So, Speaking IN® is about Equipping leaders with the right question for the right space to get that knowledge flow going and then the action so that it stays, the knowledge flow stays open.
I love that. Is there something that happens though like, I understand everything you're saying, but I'm going to put myself in the leader's shoes.
And I think I've set the environment and the culture that people can speak up. And talk and I get feedback on my apps that we have out on the organization and like, I think I'm doing the right thing. But when does a light bulb go on for me that? No, I'm not like, I need to be doing more.
What, what are some signals? That's a really, really, really good question. I think 1. Well, one signal could be the quiet quitting. Wow. Gallup just, had the 2023 state of the global workplace and 59 percent of the employees are quiet quitting and only 23 percent are thriving. And I love this quote from another article they put out called like, why so quiet?
And they, they basically went ahead and said, you know, at the heart of quiet quitting are these two thoughts. One, it's not safe to speak or two. If I do speak, it won't make any difference. So the information is out there. What I'd say to leaders. If we're going to ever get to this place of psychological safety and thriving employees, we have to have psychologically safe leaders.

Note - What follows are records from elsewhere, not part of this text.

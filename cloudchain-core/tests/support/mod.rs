//! Shared helpers: an in-memory remote with failure injection and
//! throwaway pools rooted in temp directories.

#![allow(dead_code)]

use async_trait::async_trait;
use chrono::Utc;
use cloudchain_core::remote::REMOTE_BACKUP_DIR;
use cloudchain_core::*;
use cloudchain_crypto::KdfParams;
use std::collections::{BTreeMap, HashMap};
use std::path::{Path, PathBuf};
use std::sync::atomic::{AtomicU32, AtomicU64, Ordering};
use std::sync::{Arc, Mutex};
use tempfile::TempDir;

pub const BASE: &str = "mybackup";

pub fn ident(index: u32) -> String {
    naming::format_identifier(BASE, index, "gmail.com")
}

/// Argon2 parameters cheap enough for tests.
pub fn cheap_kdf() -> KdfParams {
    KdfParams {
        memory_kib: 64,
        iterations: 1,
        parallelism: 1,
    }
}

struct Injected {
    remaining: u32,
    transient: bool,
}

/// Remote keeping objects in memory, per account.
pub struct MockRemote {
    objects: Mutex<HashMap<String, BTreeMap<String, Vec<u8>>>>,
    failures: Mutex<HashMap<String, Injected>>,
    total_bytes: u64,
    extra_used: AtomicU64,
    pub uploads: AtomicU32,
    pub downloads: AtomicU32,
}

impl MockRemote {
    pub fn new(total_bytes: u64) -> Self {
        Self {
            objects: Mutex::new(HashMap::new()),
            failures: Mutex::new(HashMap::new()),
            total_bytes,
            extra_used: AtomicU64::new(0),
            uploads: AtomicU32::new(0),
            downloads: AtomicU32::new(0),
        }
    }

    /// Makes the next `times` operations on `name` fail.
    pub fn fail(&self, name: &str, times: u32, transient: bool) {
        self.failures.lock().unwrap().insert(
            name.to_string(),
            Injected {
                remaining: times,
                transient,
            },
        );
    }

    /// Usage reported on top of the stored objects.
    pub fn set_extra_used(&self, bytes: u64) {
        self.extra_used.store(bytes, Ordering::SeqCst);
    }

    pub fn object(&self, identifier: &str, remote_id: &str) -> Option<Vec<u8>> {
        self.objects
            .lock()
            .unwrap()
            .get(identifier)
            .and_then(|o| o.get(remote_id).cloned())
    }

    pub fn remove_object(&self, identifier: &str, remote_id: &str) {
        if let Some(objects) = self.objects.lock().unwrap().get_mut(identifier) {
            objects.remove(remote_id);
        }
    }

    fn injected(&self, name: &str) -> ChainResult<()> {
        let mut failures = self.failures.lock().unwrap();
        if let Some(f) = failures.get_mut(name) {
            if f.remaining > 0 {
                f.remaining -= 1;
                return Err(ChainError::Remote {
                    message: format!("injected failure for {name}"),
                    transient: f.transient,
                });
            }
        }
        Ok(())
    }
}

fn name_of(remote_id: &str) -> &str {
    remote_id.strip_prefix(REMOTE_BACKUP_DIR).unwrap_or(remote_id)
}

#[async_trait]
impl RemoteStorage for MockRemote {
    async fn upload(&self, session: &AccountSession, local_path: &Path) -> ChainResult<String> {
        self.uploads.fetch_add(1, Ordering::SeqCst);
        let name = local_path.file_name().unwrap().to_str().unwrap().to_string();
        self.injected(&name)?;
        let data = std::fs::read(local_path)?;
        let remote_id = format!("{REMOTE_BACKUP_DIR}{name}");
        self.objects
            .lock()
            .unwrap()
            .entry(session.identifier.clone())
            .or_default()
            .insert(remote_id.clone(), data);
        Ok(remote_id)
    }

    async fn download(
        &self,
        session: &AccountSession,
        remote_id: &str,
        local_path: &Path,
    ) -> ChainResult<()> {
        self.downloads.fetch_add(1, Ordering::SeqCst);
        self.injected(name_of(remote_id))?;
        let data = self
            .object(&session.identifier, remote_id)
            .ok_or_else(|| ChainError::Remote {
                message: format!("{remote_id} not found"),
                transient: false,
            })?;
        std::fs::write(local_path, data)?;
        Ok(())
    }

    async fn delete(&self, session: &AccountSession, remote_id: &str) -> ChainResult<()> {
        self.injected(name_of(remote_id))?;
        self.remove_object(&session.identifier, remote_id);
        Ok(())
    }

    async fn list(&self, session: &AccountSession, prefix: &str) -> ChainResult<Vec<RemoteObject>> {
        let objects = self.objects.lock().unwrap();
        Ok(objects
            .get(&session.identifier)
            .map(|o| {
                o.iter()
                    .filter(|(id, _)| id.starts_with(prefix))
                    .map(|(id, data)| RemoteObject {
                        remote_id: id.clone(),
                        size_bytes: data.len() as u64,
                        modified_at: Utc::now(),
                    })
                    .collect()
            })
            .unwrap_or_default())
    }

    async fn quota(&self, session: &AccountSession) -> ChainResult<(u64, u64)> {
        let stored: u64 = self
            .objects
            .lock()
            .unwrap()
            .get(&session.identifier)
            .map(|o| o.values().map(|d| d.len() as u64).sum())
            .unwrap_or(0);
        Ok((stored + self.extra_used.load(Ordering::SeqCst), self.total_bytes))
    }
}

/// A pool in a temp dir, connected to a shared mock remote.
pub struct TestPool {
    pub dir: TempDir,
    pub remote: Arc<MockRemote>,
    pub pool: BackupPool,
}

impl TestPool {
    pub fn root(&self) -> PathBuf {
        self.dir.path().join("root")
    }

    pub fn account_dir(&self, index: u32) -> PathBuf {
        self.root().join(naming::account_dir_name(BASE, index))
    }

    /// Writes a file outside the root, ready to be uploaded.
    pub fn source_file(&self, name: &str, data: &[u8]) -> PathBuf {
        let dir = self.dir.path().join("source");
        std::fs::create_dir_all(&dir).unwrap();
        let path = dir.join(name);
        std::fs::write(&path, data).unwrap();
        path
    }

    /// Writes a file straight into an account's mirror directory.
    pub fn mirror_file(&self, index: u32, name: &str, data: &[u8]) -> PathBuf {
        let path = self.account_dir(index).join(name);
        std::fs::write(&path, data).unwrap();
        path
    }

    pub fn presence(&self, index: u32, name: &str) -> Option<Presence> {
        self.pool
            .ledgers()
            .ledger(index)
            .unwrap()
            .get(name)
            .and_then(LedgerEntry::presence)
    }
}

pub fn open_pool(dir: TempDir, remote: Arc<MockRemote>) -> TestPool {
    let config = ChainConfig::with_root(dir.path().join("root"));
    let mut pool = BackupPool::open(config).unwrap();
    let provider = Arc::new(LocalTokenProvider::new(pool.root().clone()));
    pool.connect(remote.clone(), provider);
    TestPool { dir, remote, pool }
}

/// An initialized single-account pool with a remote of `total_bytes`.
pub fn initialized_pool(total_bytes: u64) -> TestPool {
    let mut tp = open_pool(
        tempfile::tempdir().unwrap(),
        Arc::new(MockRemote::new(total_bytes)),
    );
    tp.pool.initialize(BASE, &ident(1)).unwrap();
    tp
}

All it is an outdated sort of work mindset that I have to know everything. we have to have perfect plans. , and if we create enough perfect plans and link them all together, and the people just follow the plans, we're going to be fine. You could sort of get away with in the olden days in a factory.
You cannot get away with that in the amount of complexity and knowledge work. So, it's that linear mindset and where you know what? You, human, you're almost like a threat. Like if you screw up, you are going to mess the whole system up and we're going to have a bad outcome. Versus what the truth is when you embrace, well, we have imperfect plans, imperfect, uh, information and imperfect people.
But 99. 9 percent of the time people are adapting to, sometimes variability. We didn't expect this to happen this fast. So, you know, the modern safety sciences, people are not. The problem with people is the answer to coping with the needs of a modern work world. Of course, they should be appreciated just because they're human, but the modern leader needs to realize that, and I don't blame them because I want to say that.
When I started with high reliability organizing, all we talked about was the system. The system, the system. Let's make it lean, let's make it effective. And I'm like, but what about the people? And finally, we have squeezed the life out of the modern employee to a point that they're, physically and mentally unwell.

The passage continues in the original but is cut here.